PROBLEM REQUIREMENTS – In the records below, pick out all lines containing the word "from".

|---|

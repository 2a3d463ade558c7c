//! Error types for multi-fidelity evaluation.

use crate::error_functions::ErrorFunction;
use math_mo_problems::ProblemError;
use thiserror::Error;

/// Errors that can occur while building or evaluating a multi-fidelity problem.
#[derive(Debug, Error, Clone, PartialEq)]
pub enum FidelityError {
    /// The wrapped problem rejected the batch or its definition.
    #[error(transparent)]
    Problem(#[from] ProblemError),

    /// Requested level is not in the calibration table of the active error function.
    #[error(
        "unknown fidelity level {level} for objective f{} with error function {error_function} (calibrated levels: 0..={max_level})",
        .objective + 1
    )]
    UnknownFidelityLevel {
        /// Zero-based objective index
        objective: usize,
        /// The requested level
        level: u32,
        /// Active error function
        error_function: ErrorFunction,
        /// Highest calibrated level
        max_level: u32,
    },

    /// The active error function has no calibration for this problem, so only
    /// level 0 can be requested.
    #[error("error function {error_function} is not calibrated for {problem}")]
    Uncalibrated {
        /// Active error function
        error_function: ErrorFunction,
        /// Problem name
        problem: String,
    },

    /// Calibration table and problem disagree on the objective count.
    #[error("calibration table {table} has {expected} objective scales, problem {problem} has {got} objectives")]
    CalibrationMismatch {
        /// Calibration table name
        table: String,
        /// Problem name
        problem: String,
        /// Objective scales in the table
        expected: usize,
        /// Objectives of the problem
        got: usize,
    },

    /// Fidelity request names an objective the problem does not have.
    #[error("objective index {objective} out of range for a problem with {n_obj} objectives")]
    ObjectiveOutOfRange {
        /// Zero-based objective index
        objective: usize,
        /// Number of objectives
        n_obj: usize,
    },

    /// Position-anchored resolution error used without a baseline vector.
    #[error("error function {0} requires a baseline vector")]
    MissingBaseline(ErrorFunction),

    /// Baseline vector length differs from the variable count.
    #[error("baseline dimension mismatch: expected {expected}, got {got}")]
    BaselineDimension {
        /// Expected dimension
        expected: usize,
        /// Actual dimension provided
        got: usize,
    },

    /// Name does not match any error function.
    #[error("unknown error function: {0}")]
    UnknownErrorFunction(String),

    /// Name does not match any multi-fidelity problem.
    #[error("unknown multi-fidelity problem: {0}")]
    UnknownProblem(String),

    /// A fidelity request could not be parsed.
    #[error("invalid fidelity request '{0}'")]
    InvalidRequest(String),

    /// A configuration document could not be parsed.
    #[error("invalid configuration: {0}")]
    InvalidConfig(String),
}

/// A specialized `Result` type for multi-fidelity operations.
pub type Result<T> = std::result::Result<T, FidelityError>;

impl FidelityError {
    /// Returns `true` if the fidelity request itself is at fault.
    ///
    /// This includes `UnknownFidelityLevel`, `Uncalibrated`,
    /// `ObjectiveOutOfRange` and `InvalidRequest`.
    pub fn is_request_error(&self) -> bool {
        matches!(
            self,
            FidelityError::UnknownFidelityLevel { .. }
                | FidelityError::Uncalibrated { .. }
                | FidelityError::ObjectiveOutOfRange { .. }
                | FidelityError::InvalidRequest(_)
        )
    }

    /// Returns `true` if the sample batch has the wrong number of columns.
    pub fn is_shape_error(&self) -> bool {
        matches!(self, FidelityError::Problem(e) if e.is_shape_error())
    }
}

|---|

WRITTEN RESPONSE –
    Problem(#[from] ProblemError),
    /// Baseline vector length differs from the variable count.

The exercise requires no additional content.